Durante questa calda e lunga estate tra incendi e eruzioni dell’Etna, Gabriele ha imparato a giocare a Scopa con le carte siciliane, quaranta carte divise nei quattro semi caratteristici: coppe, bastoni, denari e spade.
Nel gioco della Scopa ci sono quattro punti chiave da fare durante una partita e ognuno di questi ha delle caratteristiche particolari che dipendono dal numero e dal tipo di carte da raccogliere.
- Il punto di Sett’Oro, rappresentato dal sette di denari, chi lo prende ottiene subito un punto.
- Il punto D’Oro che si ottiene raccogliendo il maggior numero di carte di denari rispetto all’avversario.
- Il punto di Primiera che si ottiene raccogliendo le carte dei quattro semi, principalmente i sette, i sei e gli assi e calcolando il punteggio più alto ottenuto.
- Il punto di Carte che si ottiene raccogliendo il maggior numero di carte rispetto al nostro avversario.
Ecco, mentre spiegavo a Gabriele i punti della Scopa mi è venuto in mente “Good to Great” di Jim Collins libro fantastico che consiglio vivamente di leggere e che racconta di aziende che puntano all’eccellenza e delle strategie per raggiungerla.
Ai fini di questo articolo diciamo che il messaggio di Collins è che le aziende devono imparare a differenziare l’offerta restando fedeli alla loro vision che dovrebbe essere unica e ben specifica e senza pensare al tanto agognato fatturato, una naturale conseguenza di chi agisce e lavora al meglio delle proprie possibilità.
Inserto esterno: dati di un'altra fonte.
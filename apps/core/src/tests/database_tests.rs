//! Database Module Tests
//!
//! Question log persistence on a temporary SQLite file.

use crate::actors::QuestionStore;
use crate::database::{self, SqliteQuestionStore};
use sqlx::sqlite::SqlitePool;
use tempfile::{tempdir, TempDir};

/// Create a test database; the directory must outlive the pool.
async fn create_test_pool() -> (TempDir, SqlitePool) {
    let dir = tempdir().expect("Failed to create temp dir");
    let pool = database::init_db_at(&dir.path().join("test.sqlite"))
        .await
        .expect("Failed to open test database");
    (dir, pool)
}

#[cfg(test)]
mod question_tests {
    use super::*;

    #[tokio::test]
    async fn test_save_question() {
        let (_dir, pool) = create_test_pool().await;

        let question = database::save_question(&pool, "Dov'è la spiaggia?")
            .await
            .expect("Failed to save question");

        assert!(question.id > 0);
        assert_eq!(question.text, "Dov'è la spiaggia?");
        assert!(question.timestamp > 0);
    }

    #[tokio::test]
    async fn test_text_stored_verbatim() {
        let (_dir, pool) = create_test_pool().await;

        let raw = "  WIFI?? Password  per favore 🙏 ";
        database::save_question(&pool, raw).await.unwrap();

        let questions = database::list_questions(&pool).await.unwrap();
        assert_eq!(questions.len(), 1);
        assert_eq!(questions[0].text, raw);
    }

    #[tokio::test]
    async fn test_list_newest_first() {
        let (_dir, pool) = create_test_pool().await;

        for text in ["prima", "seconda", "terza"] {
            database::save_question(&pool, text).await.unwrap();
        }

        let texts: Vec<String> = database::list_questions(&pool)
            .await
            .unwrap()
            .into_iter()
            .map(|q| q.text)
            .collect();
        // same-second inserts fall back to id order
        assert_eq!(texts, vec!["terza", "seconda", "prima"]);
    }

    #[tokio::test]
    async fn test_list_orders_by_timestamp() {
        let (_dir, pool) = create_test_pool().await;

        sqlx::query("INSERT INTO questions (text, timestamp) VALUES (?, ?), (?, ?)")
            .bind("recent")
            .bind(2_000_i64)
            .bind("old")
            .bind(1_000_i64)
            .execute(&pool)
            .await
            .unwrap();

        let questions = database::list_questions(&pool).await.unwrap();
        assert_eq!(questions[0].text, "recent");
        assert_eq!(questions[1].text, "old");
    }

    #[tokio::test]
    async fn test_count_and_empty_list() {
        let (_dir, pool) = create_test_pool().await;

        assert!(database::list_questions(&pool).await.unwrap().is_empty());
        assert_eq!(database::count_questions(&pool).await.unwrap(), 0);

        database::save_question(&pool, "ciao").await.unwrap();
        database::save_question(&pool, "ciao").await.unwrap();
        assert_eq!(database::count_questions(&pool).await.unwrap(), 2);
    }

    #[tokio::test]
    async fn test_reopen_keeps_questions() {
        let dir = tempdir().unwrap();
        let path = dir.path().join("questions.sqlite");

        let pool = database::init_db_at(&path).await.unwrap();
        database::save_question(&pool, "persisted").await.unwrap();
        pool.close().await;

        let pool = database::init_db_at(&path).await.unwrap();
        let questions = database::list_questions(&pool).await.unwrap();
        assert_eq!(questions.len(), 1);
        assert_eq!(questions[0].text, "persisted");
    }
}

#[cfg(test)]
mod store_tests {
    use super::*;

    #[tokio::test]
    async fn test_sqlite_store_save_and_list() {
        let (_dir, pool) = create_test_pool().await;
        let store = SqliteQuestionStore::new(pool);

        let saved = store.save("A che ora è la colazione?".to_string()).await.unwrap();
        let listed = store.list().await.unwrap();

        assert_eq!(listed.len(), 1);
        assert_eq!(listed[0].id, saved.id);
        assert_eq!(database::count_questions(store.pool()).await.unwrap(), 1);
    }

    #[tokio::test]
    async fn test_closed_pool_reports_database_error() {
        let (_dir, pool) = create_test_pool().await;
        let store = SqliteQuestionStore::new(pool.clone());
        pool.close().await;

        let err = store.save("lost".to_string()).await.unwrap_err();
        assert!(matches!(err, crate::error::AppError::Database(_)));
    }
}
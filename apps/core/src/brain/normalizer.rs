//! Text normalization.
//!
//! Canonicalizes raw text before any comparison: lowercase, diacritics
//! stripped, everything that is not a letter or digit turned into a single
//! space, trimmed.

use regex::Regex;
use std::fmt;
use std::sync::LazyLock;
use unicode_normalization::char::is_combining_mark;
use unicode_normalization::UnicodeNormalization;

// NOTE: expect() is acceptable here, the pattern is a compile-time constant
static NON_ALPHANUMERIC: LazyLock<Regex> = LazyLock::new(|| {
    Regex::new(r"[^\p{L}\p{N}]+").expect("Invalid regex: non-alphanumeric run")
});

/// Text that went through [`normalize`].
#[derive(Debug, Clone, Default, PartialEq, Eq, Hash)]
pub struct NormalizedText(String);

impl NormalizedText {
    pub fn as_str(&self) -> &str {
        &self.0
    }

    pub fn is_empty(&self) -> bool {
        self.0.is_empty()
    }

    /// Words of the normalized text, in order.
    pub fn words(&self) -> impl Iterator<Item = &str> {
        self.0.split(' ').filter(|w| !w.is_empty())
    }

    /// Substring test on the normalized form.
    pub fn contains(&self, needle: &str) -> bool {
        self.0.contains(needle)
    }

    pub fn into_string(self) -> String {
        self.0
    }
}

impl fmt::Display for NormalizedText {
    fn fmt(&self, f: &mut fmt::Formatter<'_>) -> fmt::Result {
        f.write_str(&self.0)
    }
}

impl AsRef<str> for NormalizedText {
    fn as_ref(&self) -> &str {
        &self.0
    }
}

/// Normalize raw text. Total and idempotent: empty or punctuation-only input
/// yields an empty result.
pub fn normalize(text: &str) -> NormalizedText {
    let folded: String = text
        .to_lowercase()
        .nfd()
        .filter(|c| !is_combining_mark(*c))
        .collect();

    let spaced = NON_ALPHANUMERIC.replace_all(&folded, " ");
    NormalizedText(spaced.trim().to_string())
}
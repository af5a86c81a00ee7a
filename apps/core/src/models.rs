use serde::{Deserialize, Serialize};
use sqlx::FromRow;
use std::fmt;
use validator::Validate;

/// Body of a text response: a single string or a list of lines.
#[derive(Debug, Clone, PartialEq, Eq, Serialize, Deserialize)]
#[serde(untagged)]
pub enum TextContent {
    Single(String),
    Lines(Vec<String>),
}

impl TextContent {
    /// The lines of the content, a single string counting as one line.
    pub fn lines(&self) -> Vec<&str> {
        match self {
            TextContent::Single(text) => vec![text.as_str()],
            TextContent::Lines(lines) => lines.iter().map(String::as_str).collect(),
        }
    }

    /// Lines joined with newlines.
    pub fn to_plain_text(&self) -> String {
        self.lines().join("\n")
    }

    pub fn is_empty(&self) -> bool {
        self.lines().iter().all(|line| line.trim().is_empty())
    }
}

impl Default for TextContent {
    fn default() -> Self {
        TextContent::Single(String::new())
    }
}

impl From<&str> for TextContent {
    fn from(text: &str) -> Self {
        TextContent::Single(text.to_string())
    }
}

/// Target of the link in a text-with-link response.
#[derive(Debug, Clone, PartialEq, Eq, Serialize, Deserialize, Validate)]
pub struct LinkTarget {
    /// Where the link points to.
    #[validate(length(min = 1))]
    pub url: String,
    /// The clickable label.
    #[serde(rename = "displayText")]
    pub label: String,
}

/// A canned chatbot answer. Exactly one variant per response.
///
/// In the configuration document the variant is selected by the `type`
/// field. Unrecognized `type` values are read as [`Response::Text`] showing
/// the raw `content`.
#[derive(Debug, Clone, PartialEq, Eq, Serialize, Deserialize)]
#[serde(try_from = "RawResponse", into = "RawResponse")]
pub enum Response {
    Text { content: TextContent },
    Image { url: String },
    Video { url: String },
    Link { label: String, url: String },
    TextWithLink { text: String, link: LinkTarget },
}

impl Response {
    pub fn text(content: impl Into<String>) -> Self {
        Response::Text {
            content: TextContent::Single(content.into()),
        }
    }

    /// The `type` tag used in the configuration document.
    pub fn kind(&self) -> &'static str {
        match self {
            Response::Text { .. } => "text",
            Response::Image { .. } => "image",
            Response::Video { .. } => "video",
            Response::Link { .. } => "link",
            Response::TextWithLink { .. } => "textWithLink",
        }
    }
}

/// Wire shape of a response object.
#[derive(Debug, Clone, Default, Serialize, Deserialize)]
pub struct RawResponse {
    #[serde(rename = "type", default, skip_serializing_if = "Option::is_none")]
    kind: Option<String>,
    #[serde(default, skip_serializing_if = "Option::is_none")]
    content: Option<TextContent>,
    #[serde(default, skip_serializing_if = "Option::is_none")]
    url: Option<String>,
    #[serde(default, skip_serializing_if = "Option::is_none")]
    text: Option<String>,
    #[serde(default, skip_serializing_if = "Option::is_none")]
    link: Option<LinkTarget>,
}

/// Problem with a single response object of the configuration.
#[derive(Debug, Clone, PartialEq, Eq)]
pub struct ResponseShapeError(String);

impl fmt::Display for ResponseShapeError {
    fn fmt(&self, f: &mut fmt::Formatter<'_>) -> fmt::Result {
        f.write_str(&self.0)
    }
}

impl std::error::Error for ResponseShapeError {}

fn required<T>(value: Option<T>, kind: &str, field: &str) -> Result<T, ResponseShapeError> {
    value.ok_or_else(|| ResponseShapeError(format!("`{}` response needs a `{}` field", kind, field)))
}

fn single(content: TextContent, kind: &str) -> Result<String, ResponseShapeError> {
    match content {
        TextContent::Single(value) => Ok(value),
        TextContent::Lines(_) => Err(ResponseShapeError(format!(
            "`{}` response expects `content` to be a single string",
            kind
        ))),
    }
}

impl TryFrom<RawResponse> for Response {
    type Error = ResponseShapeError;

    fn try_from(raw: RawResponse) -> Result<Self, Self::Error> {
        match raw.kind.as_deref() {
            Some("text") => Ok(Response::Text {
                content: required(raw.content, "text", "content")?,
            }),
            Some(kind @ ("image" | "video")) => {
                let url = single(required(raw.content, kind, "content")?, kind)?;
                Ok(if kind == "image" {
                    Response::Image { url }
                } else {
                    Response::Video { url }
                })
            }
            Some("link") => Ok(Response::Link {
                label: single(required(raw.content, "link", "content")?, "link")?,
                url: required(raw.url, "link", "url")?,
            }),
            Some("textWithLink") => Ok(Response::TextWithLink {
                text: required(raw.text, "textWithLink", "text")?,
                link: required(raw.link, "textWithLink", "link")?,
            }),
            // Unknown or missing type: show whatever raw content there is
            _ => Ok(Response::Text {
                content: raw
                    .content
                    .or_else(|| raw.text.map(TextContent::Single))
                    .unwrap_or_default(),
            }),
        }
    }
}

impl From<Response> for RawResponse {
    fn from(response: Response) -> Self {
        let kind = Some(response.kind().to_string());
        match response {
            Response::Text { content } => RawResponse {
                kind,
                content: Some(content),
                ..Default::default()
            },
            Response::Image { url } | Response::Video { url } => RawResponse {
                kind,
                content: Some(TextContent::Single(url)),
                ..Default::default()
            },
            Response::Link { label, url } => RawResponse {
                kind,
                content: Some(TextContent::Single(label)),
                url: Some(url),
                ..Default::default()
            },
            Response::TextWithLink { text, link } => RawResponse {
                kind,
                text: Some(text),
                link: Some(link),
                ..Default::default()
            },
        }
    }
}

/// A shortcut button offered to the user; clicking it sends `utterance`.
#[derive(Debug, Clone, PartialEq, Eq, Serialize, Deserialize, Validate)]
pub struct QuickReply {
    #[validate(length(min = 1))]
    pub label: String,
    #[validate(length(min = 1))]
    pub utterance: String,
}

/// A raw user question, as recorded for later review.
#[derive(Debug, Clone, Serialize, Deserialize, FromRow)]
pub struct Question {
    /// The unique identifier for the question.
    pub id: i64,
    /// The text exactly as the user submitted it.
    pub text: String,
    /// Unix timestamp of when the question was recorded.
    pub timestamp: i64,
}

/// Payload for recording a question.
#[derive(Debug, Clone, Serialize, Deserialize, Validate)]
pub struct NewQuestion {
    #[validate(length(min = 1, max = 2000))]
    pub text: String,
}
Ecco allora che magicamente i punti della Scopa si sono trasformati in un enorme metafora di come l’azienda dovrebbe muoversi per puntare all’eccellenza.
Il Sett’oro è il nostro progetto sfidante, quello che mette in difficoltà i nostri team di lavoro ma che al tempo stesso se ben indirizzato può dare un boost al nostro business e al nostro parco clienti. Va cercato e conquistato ma ricorda che esiste un solo sette di denari nel mazzo, troppi progetti strategici porteranno l’azienda al collasso e abbatteranno la motivazione delle persone che la compongono.
Il punto d’Oro rappresenta i nostri clienti buoni, quelli con i quali dobbiamo fare business in ottica di up e cross selling. Sono quei clienti che credono in noi e nel nostro modo di operare, quelli disposti in certi casi a scommettere con noi e che sono parte integrante dei nostri successi. In un mazzo ci sono solo dieci carte d’oro quindi dobbiamo stare attenti a chi sono i nostri clienti buoni ed eventualmente accettare che alcuni di essi non faranno parte di questo insieme.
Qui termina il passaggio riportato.